Meeting Abstract

63.9  Wednesday, Jan. 6  Genetic variation in the plasticity of thermal performance in the zebrafish, Danio rerio. CONDON, CH*; CHENOWETH, SF; WILSON, RS; The University of Queensland, Australia; The University of Queensland, Australia; The University of Queensland, Australia c.condon@uq.edu.au

To adjust to seasonal variation in the environment many ectotherms are able to plastically alter the performance of a trait as a function of environmental temperature. Plastic changes in the shape, mean and height of thermal performance curves after acclimation are frequently found to enhance the performance of whole-animal traits (e.g. locomotion). While recent empirical work has focussed on whether acclimation provides an adaptive benefit to organisms, how short-term (i.e. seasonal) plasticity in thermal performance curves may evolve remains largely theoretical.

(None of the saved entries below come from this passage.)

// Copyright (c) 2025 The Spindle contributors.
//
// Permission is hereby granted, free of charge, to any person obtaining
// a copy of this software and associated documentation files (the
// "Software"), to deal in the Software without restriction, including
// without limitation the rights to use, copy, modify, merge, publish,
// distribute, sublicense, and/or sell copies of the Software, and to
// permit persons to whom the Software is furnished to do so, subject to
// the following conditions:
//
// The above copyright notice and this permission notice shall be
// included in all copies or substantial portions of the Software.
//
// THE SOFTWARE IS PROVIDED "AS IS", WITHOUT WARRANTY OF ANY KIND,
// EXPRESS OR IMPLIED, INCLUDING BUT NOT LIMITED TO THE WARRANTIES OF
// MERCHANTABILITY, FITNESS FOR A PARTICULAR PURPOSE AND
// NONINFRINGEMENT. IN NO EVENT SHALL THE AUTHORS OR COPYRIGHT HOLDERS BE
// LIABLE FOR ANY CLAIM, DAMAGES OR OTHER LIABILITY, WHETHER IN AN ACTION
// OF CONTRACT, TORT OR OTHERWISE, ARISING FROM, OUT OF OR IN CONNECTION
// WITH THE SOFTWARE OR THE USE OR OTHER DEALINGS IN THE SOFTWARE.

pub mod index;
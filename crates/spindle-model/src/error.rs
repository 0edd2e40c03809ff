// Copyright (c) 2025 The Spindle contributors.
//
// Permission is hereby granted, free of charge, to any person obtaining
// a copy of this software and associated documentation files (the
// "Software"), to deal in the Software without restriction, including
// without limitation the rights to use, copy, modify, merge, publish,
// distribute, sublicense, and/or sell copies of the Software, and to
// permit persons to whom the Software is furnished to do so, subject to
// the following conditions:
//
// The above copyright notice and this permission notice shall be
// included in all copies or substantial portions of the Software.
//
// THE SOFTWARE IS PROVIDED "AS IS", WITHOUT WARRANTY OF ANY KIND,
// EXPRESS OR IMPLIED, INCLUDING BUT NOT LIMITED TO THE WARRANTIES OF
// MERCHANTABILITY, FITNESS FOR A PARTICULAR PURPOSE AND
// NONINFRINGEMENT. IN NO EVENT SHALL THE AUTHORS OR COPYRIGHT HOLDERS BE
// LIABLE FOR ANY CLAIM, DAMAGES OR OTHER LIABILITY, WHETHER IN AN ACTION
// OF CONTRACT, TORT OR OTHERWISE, ARISING FROM, OUT OF OR IN CONNECTION
// WITH THE SOFTWARE OR THE USE OR OTHER DEALINGS IN THE SOFTWARE.

//! Fatal validation errors.
//!
//! These are reported before any search state is constructed. An
//! infeasible problem is *not* an error: it surfaces as an empty design
//! stream or an `Infeasible` solver result.

use thiserror::Error;

/// A problem definition the engines refuse to search.
#[derive(Debug, Clone, PartialEq, Eq, Error)]
pub enum DesignError {
    /// A sequence of length zero has no layout.
    #[error("sequence length must be positive")]
    ZeroLength,

    /// A grid of side zero has no layout.
    #[error("grid side length must be positive")]
    ZeroSide,

    /// The hollow shaft cannot be wider than the grid itself.
    #[error("shaft width {shaft_width} exceeds grid side length {side}")]
    ShaftTooWide { side: usize, shaft_width: usize },

    /// A usage limit names a variant the catalog does not contain.
    #[error("unknown variant `{0}` in usage limits")]
    UnknownVariant(String),
}

#[cfg(test)]
mod tests {
    use super::*;

    #[test]
    fn test_error_messages() {
        assert_eq!(
            DesignError::ZeroLength.to_string(),
            "sequence length must be positive"
        );
        assert_eq!(
            DesignError::ShaftTooWide {
                side: 3,
                shaft_width: 5
            }
            .to_string(),
            "shaft width 5 exceeds grid side length 3"
        );
        assert_eq!(
            DesignError::UnknownVariant("adamantium".to_owned()).to_string(),
            "unknown variant `adamantium` in usage limits"
        );
    }
}
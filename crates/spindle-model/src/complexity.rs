// Copyright (c) 2025 The Spindle contributors.
//
// Permission is hereby granted, free of charge, to any person obtaining
// a copy of this software and associated documentation files (the
// "Software"), to deal in the Software without restriction, including
// without limitation the rights to use, copy, modify, merge, publish,
// distribute, sublicense, and/or sell copies of the Software, and to
// permit persons to whom the Software is furnished to do so, subject to
// the following conditions:
//
// The above copyright notice and this permission notice shall be
// included in all copies or substantial portions of the Software.
//
// THE SOFTWARE IS PROVIDED "AS IS", WITHOUT WARRANTY OF ANY KIND,
// EXPRESS OR IMPLIED, INCLUDING BUT NOT LIMITED TO THE WARRANTIES OF
// MERCHANTABILITY, FITNESS FOR A PARTICULAR PURPOSE AND
// NONINFRINGEMENT. IN NO EVENT SHALL THE AUTHORS OR COPYRIGHT HOLDERS BE
// LIABLE FOR ANY CLAIM, DAMAGES OR OTHER LIABILITY, WHETHER IN AN ACTION
// OF CONTRACT, TORT OR OTHERWISE, ARISING FROM, OUT OF OR IN CONNECTION
// WITH THE SOFTWARE OR THE USE OR OTHER DEALINGS IN THE SOFTWARE.

/// The raw assignment space of a layout problem, stored in log space.
///
/// With `V` catalog variants and `P` open positions the space holds
/// `V^P` complete assignments. Even small grids overflow `u64` (a 7x7
/// grid over 8 coils is `8^49 ≈ 10^44`), so the gauge stores
/// `log10(V^P) = P * log10(V)` instead.
#[repr(transparent)]
#[derive(Clone, Copy, PartialEq, PartialOrd)]
pub struct Complexity {
    log_val: f64,
}

impl Complexity {
    /// Gauges a problem with the given catalog size and open positions.
    pub fn new(num_variants: usize, open_positions: usize) -> Self {
        let log_val = if open_positions == 0 {
            // A single (empty) assignment.
            0.0
        } else if num_variants == 0 {
            // No assignment can exist.
            f64::NEG_INFINITY
        } else {
            open_positions as f64 * (num_variants as f64).log10()
        };
        Self { log_val }
    }

    /// Percentage of the space covered by `nodes_explored` nodes, or
    /// `None` when the space is empty. Spaces beyond `10^15` report 0.
    pub fn coverage(&self, nodes_explored: u64) -> Option<f64> {
        if self.log_val == f64::NEG_INFINITY {
            return None;
        }
        if self.log_val > 15.0 {
            return Some(0.0);
        }
        let total_size = 10.0_f64.powf(self.log_val);
        Some((nodes_explored as f64 / total_size) * 100.0)
    }

    /// The order of magnitude, e.g. 44 for `1.2 x 10^44`.
    #[inline]
    pub fn exponent(&self) -> u64 {
        self.log_val.floor() as u64
    }

    /// The coefficient, e.g. 1.2 for `1.2 x 10^44`.
    #[inline]
    pub fn mantissa(&self) -> f64 {
        10.0_f64.powf(self.log_val - self.log_val.floor())
    }

    /// The raw base-10 logarithm of the space size.
    #[inline]
    pub fn raw(&self) -> f64 {
        self.log_val
    }
}

impl std::fmt::Display for Complexity {
    fn fmt(&self, f: &mut std::fmt::Formatter<'_>) -> std::fmt::Result {
        write!(f, "{:.2} × 10^{}", self.mantissa(), self.exponent())
    }
}

impl std::fmt::Debug for Complexity {
    fn fmt(&self, f: &mut std::fmt::Formatter<'_>) -> std::fmt::Result {
        write!(f, "Complexity({:.3})", self.log_val)
    }
}
// Copyright (c) 2025 The Spindle contributors.
//
// Permission is hereby granted, free of charge, to any person obtaining
// a copy of this software and associated documentation files (the
// "Software"), to deal in the Software without restriction, including
// without limitation the rights to use, copy, modify, merge, publish,
// distribute, sublicense, and/or sell copies of the Software, and to
// permit persons to whom the Software is furnished to do so, subject to
// the following conditions:
//
// The above copyright notice and this permission notice shall be
// included in all copies or substantial portions of the Software.
//
// THE SOFTWARE IS PROVIDED "AS IS", WITHOUT WARRANTY OF ANY KIND,
// EXPRESS OR IMPLIED, INCLUDING BUT NOT LIMITED TO THE WARRANTIES OF
// MERCHANTABILITY, FITNESS FOR A PARTICULAR PURPOSE AND
// NONINFRINGEMENT. IN NO EVENT SHALL THE AUTHORS OR COPYRIGHT HOLDERS BE
// LIABLE FOR ANY CLAIM, DAMAGES OR OTHER LIABILITY, WHETHER IN AN ACTION
// OF CONTRACT, TORT OR OTHERWISE, ARISING FROM, OUT OF OR IN CONNECTION
// WITH THE SOFTWARE OR THE USE OR OTHER DEALINGS IN THE SOFTWARE.

//! The solver-delegated sequence designer.
//!
//! Encoding: one variable per (slot, variant) in `[0, 1]`, one
//! pick-exactly-one row per slot, one capacity row per limited variant,
//! and the linear objective over all variables. The constraint matrix
//! is a transportation structure (slots demand one part each, limited
//! variants supply at most their cap), so basic optimal solutions of
//! the relaxation are integral and the LP solves the combinatorial
//! problem exactly — no branching needed on top of the external solver.

use crate::linear::LinearObjective;
use good_lp::{constraint, default_solver, variable, variables, Expression, ResolutionError,
    Solution, SolverModel};
use spindle_core::num::fitness::Fitness;
use spindle_model::catalog::Catalog;
use spindle_model::constraints::UsageLimits;
use spindle_model::error::DesignError;
use spindle_model::index::VariantIndex;
use spindle_model::layout::SequenceLayout;
use spindle_search::result::SolverOutcome;
use spindle_search::stats::SearchStatistics;

/// A sequence designer that delegates the search to an external LP
/// solver and returns a single outcome instead of a stream.
///
/// Owns its inputs so a solve can be moved onto a helper thread for
/// time-limited runs.
#[derive(Clone, Debug)]
pub struct LpSequenceDesigner {
    catalog: Catalog,
    objective: LinearObjective,
    limits: UsageLimits,
}

impl LpSequenceDesigner {
    /// Creates a designer over a catalog, a linear objective built from
    /// the same catalog, and usage limits validated against it.
    pub fn new(catalog: Catalog, objective: LinearObjective, limits: UsageLimits) -> Self {
        Self {
            catalog,
            objective,
            limits,
        }
    }

    /// The catalog this designer draws parts from.
    #[inline]
    pub fn catalog(&self) -> &Catalog {
        &self.catalog
    }

    /// Solves the assignment problem for the given length, blocking
    /// until the external solver halts.
    pub fn solve(&self, length: usize) -> Result<SolverOutcome<SequenceLayout>, DesignError> {
        if length == 0 {
            return Err(DesignError::ZeroLength);
        }
        Ok(self.solve_validated(length))
    }

    /// Like `solve`, but gives up after `budget` and reports an
    /// `Unknown` outcome instead of blocking indefinitely. The solve
    /// runs on a helper thread; a solver that beats the clock produces
    /// the same outcome as `solve`.
    pub fn solve_with_time_limit(
        &self,
        length: usize,
        budget: std::time::Duration,
    ) -> Result<SolverOutcome<SequenceLayout>, DesignError> {
        if length == 0 {
            return Err(DesignError::ZeroLength);
        }

        let designer = self.clone();
        let (sender, receiver) = std::sync::mpsc::channel();
        std::thread::spawn(move || {
            // The receiver may be gone if the budget elapsed; the
            // result is then discarded with the detached thread.
            let _ = sender.send(designer.solve_validated(length));
        });

        match receiver.recv_timeout(budget) {
            Ok(outcome) => Ok(outcome),
            Err(_) => {
                let mut stats = SearchStatistics::default();
                stats.set_total_time(budget);
                Ok(SolverOutcome::aborted(None, "time limit reached", stats))
            }
        }
    }

    fn solve_validated(&self, length: usize) -> SolverOutcome<SequenceLayout> {
        let start_time = std::time::Instant::now();
        let mut stats = SearchStatistics::default();

        let mut vars = variables!();
        let assignment: Vec<Vec<good_lp::Variable>> = (0..length)
            .map(|_| {
                (0..self.catalog.len())
                    .map(|_| vars.add(variable().min(0.0).max(1.0)))
                    .collect()
            })
            .collect();

        let mut objective = Expression::default();
        for (slot, row) in assignment.iter().enumerate() {
            for (raw, &var) in row.iter().enumerate() {
                objective += self.objective.coefficient(slot, VariantIndex::new(raw)) * var;
            }
        }

        let mut model = vars.maximise(objective).using(default_solver);

        for row in &assignment {
            let picked: Expression = row.iter().map(|&v| Expression::from(v)).sum();
            model = model.with(constraint!(picked == 1.0));
        }

        for variant in self.catalog.indices() {
            if let Some(limit) = self.limits.limit(variant) {
                let used: Expression = assignment
                    .iter()
                    .map(|row| Expression::from(row[variant.get()]))
                    .sum();
                model = model.with(constraint!(used <= f64::from(limit)));
            }
        }

        match model.solve() {
            Ok(solution) => {
                // Basic optimal solutions of the transportation
                // relaxation are integral; read each slot's picked
                // variant off the largest variable value.
                let mut picked_variants = Vec::with_capacity(length);
                let mut total = 0.0;
                for (slot, row) in assignment.iter().enumerate() {
                    let mut best_raw = 0;
                    let mut best_value = f64::NEG_INFINITY;
                    for (raw, &var) in row.iter().enumerate() {
                        let value = solution.value(var);
                        if value > best_value {
                            best_value = value;
                            best_raw = raw;
                        }
                    }
                    total += self.objective.coefficient(slot, VariantIndex::new(best_raw));
                    picked_variants.push(VariantIndex::new(best_raw));
                }

                stats.on_solution_found();
                stats.set_total_time(start_time.elapsed());
                let layout = SequenceLayout::new(picked_variants, Fitness::new(total));
                SolverOutcome::optimal(layout, stats)
            }
            Err(ResolutionError::Infeasible) => {
                stats.set_total_time(start_time.elapsed());
                SolverOutcome::infeasible(stats)
            }
            Err(error) => {
                stats.set_total_time(start_time.elapsed());
                SolverOutcome::aborted(None, error.to_string(), stats)
            }
        }
    }
}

Theory predicts that genetic variation is likely to exist in all traits including plastic acclimation responses. However, little is known of the genetic basis of the components of thermal performance curve shape (i.e. height, width and mean) upon which selection can act. Particularly, whether these components are constrained or can evolve independently. Here, we investigate the genetic variation in the thermal acclimation response of two whole-animal performance traits in the zebrafish, Danio rerio. We reared full-sib families in a common environment and exposed adults to either 16 or 32 °C to examine a GxE interaction on the plastic change in performance curve traits. After 6 weeks exposure, we tested the thermal performance of each animal for both burst swimming and routine activity between 12-36°C. Through the analysis of each individual’s thermal performance within a quantitative genetic framework we are able to discuss the genetic basis of plasticity in thermal performance curve shape.